Stored items:
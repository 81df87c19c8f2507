//! Prometheus /metrics + health check HTTP endpoints
//!
//! Endpoints (no API key; bind to a private address):
//!   GET /metrics - Prometheus text format
//!   GET /healthz - Liveness probe (always 200 if process is running)
//!   GET /readyz  - Readiness probe (200 if the served directory is readable)

use anyhow::Result;
use axum::{extract::State, http::StatusCode, response::IntoResponse, routing::get, Router};
use prometheus_client::{
    encoding::text::encode,
    metrics::{counter::Counter, family::Family},
    registry::Registry,
};
use std::path::PathBuf;
use std::sync::Arc;

type Labels = Vec<(String, String)>;

/// Delivery counters shared by all request handlers.
#[derive(Clone, Default)]
pub struct DeliveryMetrics {
    pub downloads: Family<Labels, Counter>,
    pub failures: Family<Labels, Counter>,
    pub auth_rejections: Counter,
    pub plaintext_bytes: Counter,
}

impl DeliveryMetrics {
    pub fn new(registry: &mut Registry) -> Self {
        let metrics = Self::default();

        registry.register(
            "ecdn_downloads",
            "Downloads whose response was started, by delivery strategy",
            metrics.downloads.clone(),
        );
        registry.register(
            "ecdn_download_failures",
            "Download failures by pipeline stage",
            metrics.failures.clone(),
        );
        registry.register(
            "ecdn_auth_rejections",
            "Requests rejected for a missing or invalid API key",
            metrics.auth_rejections.clone(),
        );
        registry.register(
            "ecdn_plaintext_bytes",
            "Plaintext bytes accepted for delivery",
            metrics.plaintext_bytes.clone(),
        );

        metrics
    }

    pub fn record_download(&self, strategy: &str, bytes: u64) {
        self.downloads.get_or_create(&label("strategy", strategy)).inc();
        self.plaintext_bytes.inc_by(bytes);
    }

    pub fn record_failure(&self, stage: &str) {
        self.failures.get_or_create(&label("stage", stage)).inc();
    }

    pub fn downloads_for(&self, strategy: &str) -> u64 {
        self.downloads.get_or_create(&label("strategy", strategy)).get()
    }

    pub fn failures_for(&self, stage: &str) -> u64 {
        self.failures.get_or_create(&label("stage", stage)).get()
    }
}

fn label(name: &str, value: &str) -> Labels {
    vec![(name.to_string(), value.to_string())]
}

/// Shared state for the operational listener
#[derive(Clone)]
pub struct HealthState {
    pub registry: Arc<Registry>,
    pub base_dir: PathBuf,
}

pub fn health_router(state: HealthState) -> Router {
    Router::new()
        .route("/metrics", get(metrics_handler))
        .route("/healthz", get(healthz_handler))
        .route("/readyz", get(readyz_handler))
        .with_state(state)
}

/// Serve Prometheus metrics and health endpoints on `addr` (e.g. "127.0.0.1:9100")
pub async fn serve(addr: String, state: HealthState) -> Result<()> {
    let listener = tokio::net::TcpListener::bind(&addr)
        .await
        .map_err(|e| anyhow::anyhow!("metrics bind {addr}: {e}"))?;

    tracing::info!(addr = %addr, "metrics: listening on /metrics, /healthz, /readyz");

    axum::serve(listener, health_router(state))
        .await
        .map_err(|e| anyhow::anyhow!("metrics server: {e}"))
}

async fn metrics_handler(State(state): State<HealthState>) -> impl IntoResponse {
    let mut body = String::new();
    match encode(&mut body, &state.registry) {
        Ok(()) => (
            StatusCode::OK,
            [("content-type", "text/plain; version=0.0.4")],
            body,
        ),
        Err(e) => {
            tracing::error!("metrics encode failed: {e}");
            (
                StatusCode::INTERNAL_SERVER_ERROR,
                [("content-type", "text/plain")],
                e.to_string(),
            )
        }
    }
}

/// Liveness probe: returns 200 if the process is running.
async fn healthz_handler() -> impl IntoResponse {
    (StatusCode::OK, "ok")
}

/// Readiness probe: returns 200 if the served directory can be read, 503 otherwise.
async fn readyz_handler(State(state): State<HealthState>) -> impl IntoResponse {
    match tokio::fs::read_dir(&state.base_dir).await {
        Ok(_) => (StatusCode::OK, "ready"),
        Err(_) => (StatusCode::SERVICE_UNAVAILABLE, "base directory unreadable"),
    }
}

#[cfg(test)]
mod tests {
    use super::*;

    #[test]
    fn counters_register_and_encode() {
        let mut registry = Registry::default();
        let metrics = DeliveryMetrics::new(&mut registry);

        metrics.record_download("buffered", 10);
        metrics.record_download("streamed", 20);
        metrics.record_failure("read");
        metrics.auth_rejections.inc();

        assert_eq!(metrics.downloads_for("buffered"), 1);
        assert_eq!(metrics.downloads_for("streamed"), 1);
        assert_eq!(metrics.failures_for("read"), 1);
        assert_eq!(metrics.plaintext_bytes.get(), 30);

        let mut body = String::new();
        encode(&mut body, &registry).unwrap();
        assert!(body.contains("ecdn_downloads_total"));
        assert!(body.contains("strategy=\"buffered\""));
        assert!(body.contains("ecdn_auth_rejections_total 1"));
    }
}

§ Exercise directions:
Which lines in the records contain the word "process"? Copy each one.

§ Worked solution:
//!   GET /healthz - Liveness probe (always 200 if process is running)
/// Liveness probe: returns 200 if the process is running.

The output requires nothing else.